» WHAT IS BEING ASKED
Across the data below, how many lines hold "failed"? Answer with that number and nothing else.

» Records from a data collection
=== Begin Enclosure ===

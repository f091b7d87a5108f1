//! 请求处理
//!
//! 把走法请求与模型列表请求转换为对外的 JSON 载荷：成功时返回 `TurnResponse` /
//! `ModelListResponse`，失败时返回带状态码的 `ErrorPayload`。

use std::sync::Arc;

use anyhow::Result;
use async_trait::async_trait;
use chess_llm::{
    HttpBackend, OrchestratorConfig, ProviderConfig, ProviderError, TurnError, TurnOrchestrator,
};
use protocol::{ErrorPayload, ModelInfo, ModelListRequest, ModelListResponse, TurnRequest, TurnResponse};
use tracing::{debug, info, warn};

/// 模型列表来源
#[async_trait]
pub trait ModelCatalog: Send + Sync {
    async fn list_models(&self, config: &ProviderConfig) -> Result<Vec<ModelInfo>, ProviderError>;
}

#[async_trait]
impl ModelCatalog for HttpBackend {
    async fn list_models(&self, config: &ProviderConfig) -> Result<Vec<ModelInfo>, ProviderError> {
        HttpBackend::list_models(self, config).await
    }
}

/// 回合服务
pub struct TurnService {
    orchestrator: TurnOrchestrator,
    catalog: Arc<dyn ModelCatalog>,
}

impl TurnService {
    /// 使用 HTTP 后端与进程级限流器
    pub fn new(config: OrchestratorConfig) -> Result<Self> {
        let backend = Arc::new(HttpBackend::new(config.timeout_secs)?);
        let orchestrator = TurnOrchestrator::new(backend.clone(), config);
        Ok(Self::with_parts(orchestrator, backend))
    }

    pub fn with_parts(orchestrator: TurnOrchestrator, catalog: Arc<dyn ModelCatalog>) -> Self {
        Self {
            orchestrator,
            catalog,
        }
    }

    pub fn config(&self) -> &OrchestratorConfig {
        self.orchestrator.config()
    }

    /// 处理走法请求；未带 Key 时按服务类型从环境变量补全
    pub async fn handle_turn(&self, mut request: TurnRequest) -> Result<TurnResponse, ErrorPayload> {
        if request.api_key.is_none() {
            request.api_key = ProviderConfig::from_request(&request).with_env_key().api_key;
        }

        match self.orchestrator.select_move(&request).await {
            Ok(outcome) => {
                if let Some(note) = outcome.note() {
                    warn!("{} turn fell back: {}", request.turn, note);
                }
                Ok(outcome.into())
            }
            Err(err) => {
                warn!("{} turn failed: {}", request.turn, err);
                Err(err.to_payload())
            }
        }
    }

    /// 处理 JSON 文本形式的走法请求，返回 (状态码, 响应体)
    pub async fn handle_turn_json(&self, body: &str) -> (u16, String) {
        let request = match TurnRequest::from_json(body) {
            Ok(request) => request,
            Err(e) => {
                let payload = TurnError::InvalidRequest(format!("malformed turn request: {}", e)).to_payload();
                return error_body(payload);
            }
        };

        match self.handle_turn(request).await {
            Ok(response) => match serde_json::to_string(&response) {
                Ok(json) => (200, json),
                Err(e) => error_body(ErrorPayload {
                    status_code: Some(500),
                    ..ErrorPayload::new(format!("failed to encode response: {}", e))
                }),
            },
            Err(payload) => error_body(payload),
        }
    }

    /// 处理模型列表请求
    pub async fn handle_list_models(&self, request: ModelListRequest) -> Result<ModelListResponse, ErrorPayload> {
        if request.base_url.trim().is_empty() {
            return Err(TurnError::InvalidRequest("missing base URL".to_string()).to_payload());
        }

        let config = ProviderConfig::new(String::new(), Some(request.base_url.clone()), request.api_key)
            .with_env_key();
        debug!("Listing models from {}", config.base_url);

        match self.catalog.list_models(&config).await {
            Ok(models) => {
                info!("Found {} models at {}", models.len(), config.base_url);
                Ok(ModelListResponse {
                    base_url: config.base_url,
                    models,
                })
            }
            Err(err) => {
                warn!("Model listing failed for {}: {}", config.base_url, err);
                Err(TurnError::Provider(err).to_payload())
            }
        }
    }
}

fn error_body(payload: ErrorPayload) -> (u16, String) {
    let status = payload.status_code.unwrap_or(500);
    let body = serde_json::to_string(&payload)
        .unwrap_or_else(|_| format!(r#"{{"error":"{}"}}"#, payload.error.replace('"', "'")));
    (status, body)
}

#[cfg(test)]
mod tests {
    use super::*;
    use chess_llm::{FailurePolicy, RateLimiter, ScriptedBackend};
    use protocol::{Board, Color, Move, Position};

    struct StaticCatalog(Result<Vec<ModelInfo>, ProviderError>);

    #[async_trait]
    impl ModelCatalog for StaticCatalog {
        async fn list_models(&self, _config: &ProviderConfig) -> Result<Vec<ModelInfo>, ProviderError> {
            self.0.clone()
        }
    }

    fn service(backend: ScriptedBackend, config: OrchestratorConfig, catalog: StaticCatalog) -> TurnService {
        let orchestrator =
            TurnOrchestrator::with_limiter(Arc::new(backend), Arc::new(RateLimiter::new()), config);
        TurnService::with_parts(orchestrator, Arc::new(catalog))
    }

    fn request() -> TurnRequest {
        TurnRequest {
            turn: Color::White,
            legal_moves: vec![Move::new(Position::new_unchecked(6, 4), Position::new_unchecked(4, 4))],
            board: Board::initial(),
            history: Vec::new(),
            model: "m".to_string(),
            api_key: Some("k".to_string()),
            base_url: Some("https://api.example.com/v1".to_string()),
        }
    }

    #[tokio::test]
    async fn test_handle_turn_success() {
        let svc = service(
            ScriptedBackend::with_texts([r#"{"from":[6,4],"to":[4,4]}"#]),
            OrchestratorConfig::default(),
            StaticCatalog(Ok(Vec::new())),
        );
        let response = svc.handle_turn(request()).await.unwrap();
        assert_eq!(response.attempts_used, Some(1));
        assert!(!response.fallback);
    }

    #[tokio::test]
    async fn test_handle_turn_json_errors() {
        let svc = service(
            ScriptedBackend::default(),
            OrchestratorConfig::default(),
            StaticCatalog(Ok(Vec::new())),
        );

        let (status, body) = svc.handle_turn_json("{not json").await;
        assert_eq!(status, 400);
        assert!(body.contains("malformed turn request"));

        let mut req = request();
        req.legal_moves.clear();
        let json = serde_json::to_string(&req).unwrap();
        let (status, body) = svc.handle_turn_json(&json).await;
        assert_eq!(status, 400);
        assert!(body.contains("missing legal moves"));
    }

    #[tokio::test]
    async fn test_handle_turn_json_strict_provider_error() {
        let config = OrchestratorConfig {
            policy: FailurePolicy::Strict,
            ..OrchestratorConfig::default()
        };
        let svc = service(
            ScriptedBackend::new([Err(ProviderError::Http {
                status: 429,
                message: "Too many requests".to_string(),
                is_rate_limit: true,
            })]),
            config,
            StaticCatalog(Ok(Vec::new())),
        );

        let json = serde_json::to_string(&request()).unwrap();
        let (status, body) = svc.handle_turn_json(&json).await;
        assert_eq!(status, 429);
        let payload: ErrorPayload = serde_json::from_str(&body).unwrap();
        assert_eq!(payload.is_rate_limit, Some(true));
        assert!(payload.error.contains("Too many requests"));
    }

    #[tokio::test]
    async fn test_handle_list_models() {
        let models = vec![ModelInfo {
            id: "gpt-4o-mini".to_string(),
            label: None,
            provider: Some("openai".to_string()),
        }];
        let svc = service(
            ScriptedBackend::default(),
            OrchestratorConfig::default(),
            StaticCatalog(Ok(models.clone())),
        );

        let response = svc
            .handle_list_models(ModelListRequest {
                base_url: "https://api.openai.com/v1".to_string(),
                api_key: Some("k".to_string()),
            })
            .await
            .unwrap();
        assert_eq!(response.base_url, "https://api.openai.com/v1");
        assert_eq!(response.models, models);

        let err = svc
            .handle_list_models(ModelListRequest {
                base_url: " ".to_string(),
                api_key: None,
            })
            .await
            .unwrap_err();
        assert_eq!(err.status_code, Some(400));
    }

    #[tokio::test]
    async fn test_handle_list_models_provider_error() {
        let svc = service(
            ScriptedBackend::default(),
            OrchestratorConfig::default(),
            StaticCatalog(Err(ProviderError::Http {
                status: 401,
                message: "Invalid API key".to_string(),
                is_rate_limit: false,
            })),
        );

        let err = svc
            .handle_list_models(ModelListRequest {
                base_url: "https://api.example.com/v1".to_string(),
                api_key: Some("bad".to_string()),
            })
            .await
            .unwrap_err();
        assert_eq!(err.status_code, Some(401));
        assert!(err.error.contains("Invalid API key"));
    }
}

=== End Enclosure ===
=== Begin Enclosure ===

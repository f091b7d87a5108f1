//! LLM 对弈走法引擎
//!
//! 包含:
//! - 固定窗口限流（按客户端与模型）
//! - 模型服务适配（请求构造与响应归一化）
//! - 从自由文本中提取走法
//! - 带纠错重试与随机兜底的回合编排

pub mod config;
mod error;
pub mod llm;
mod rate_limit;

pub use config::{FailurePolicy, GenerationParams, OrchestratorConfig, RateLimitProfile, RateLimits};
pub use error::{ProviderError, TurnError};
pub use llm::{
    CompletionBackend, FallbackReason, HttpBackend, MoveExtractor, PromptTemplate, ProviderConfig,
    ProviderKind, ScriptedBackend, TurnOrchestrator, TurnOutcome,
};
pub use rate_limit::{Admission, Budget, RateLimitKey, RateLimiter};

=== End Enclosure ===

» RESULT OF THIS TASK
3